● Items listed in a dataset
■ ■ ■ ■ ■ ■ ■
//! Certificate and request inspection.

use std::io::Write;

use claw_pki::inspect::read_request_file;
use claw_pki::source::read_certificate_file;
use claw_pki::{summarize_certificate, summarize_request, Endpoint, PkiConfig, Transport};
use serde::Serialize;
use tracing::debug;

use super::{check_client_auth, transport};
use crate::cli::InfoArgs;
use crate::error::CliError;
use crate::output::{write_artifact, OutputFormat, RemoteCertificate, TableDisplay};

/// Info command executor.
pub struct InfoCommand<'a> {
    config: &'a PkiConfig,
}

impl<'a> InfoCommand<'a> {
    /// Create a new info command.
    #[must_use]
    pub const fn new(config: &'a PkiConfig) -> Self {
        Self { config }
    }

    /// Execute the info command over a TLS transport built from config.
    ///
    /// # Errors
    ///
    /// Returns an error if the target cannot be read or parsed, the
    /// handshake fails, or the report cannot be written.
    pub fn execute<W: Write>(
        &self,
        writer: &mut W,
        format: &OutputFormat,
        args: &InfoArgs,
    ) -> Result<(), CliError> {
        let transport = transport(self.config, &args.client, args.url.as_deref())?;
        self.execute_with(writer, format, args, &transport)
    }

    /// Execute the info command over the given transport.
    ///
    /// # Errors
    ///
    /// See [`InfoCommand::execute`].
    pub fn execute_with<W: Write>(
        &self,
        writer: &mut W,
        format: &OutputFormat,
        args: &InfoArgs,
        transport: &dyn Transport,
    ) -> Result<(), CliError> {
        check_client_auth(&args.client, args.url.as_deref())?;
        match (&args.cert, &args.csr, &args.url) {
            (Some(path), None, None) => {
                let sourced = read_certificate_file(path)?;
                let summary = summarize_certificate(&sourced.leaf)?;
                emit(writer, format, args, &summary)
            }
            (None, Some(path), None) => {
                let der = read_request_file(path)?;
                let summary = summarize_request(&der)?;
                emit(writer, format, args, &summary)
            }
            (None, None, Some(url)) => {
                let endpoint = Endpoint::parse(url)?;
                let session = transport.handshake(&endpoint)?;
                let Some(leaf) = session.chain.first() else {
                    return Err(claw_pki::Error::Handshake(format!(
                        "no certificate returned from {endpoint}"
                    ))
                    .into());
                };
                debug!(%endpoint, chain = session.chain.len(), "captured peer chain");
                let report = RemoteCertificate {
                    endpoint: endpoint.to_string(),
                    protocol: session.protocol.clone(),
                    cipher_suite: session.cipher_suite.clone(),
                    chain_length: session.chain.len(),
                    certificate: summarize_certificate(leaf)?,
                };
                emit(writer, format, args, &report)
            }
            _ => Err(CliError::InvalidArgument(
                "exactly one of --cert, --csr and --url is required".into(),
            )),
        }
    }
}

/// Writes the report to `--out` when given, otherwise to `writer`.
fn emit<W, T>(writer: &mut W, format: &OutputFormat, args: &InfoArgs, value: &T) -> Result<(), CliError>
where
    W: Write,
    T: Serialize + TableDisplay,
{
    let rendered = format.to_string(value)?;
    write_artifact(writer, args.out.as_deref(), &rendered)
}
■ ■ ■ ■ ■ ■ ■
● PROBLEM
Work through the records line by line, and once you reach the final line, report only how many held "OutputFormat".

● EXPECTED ANSWER
4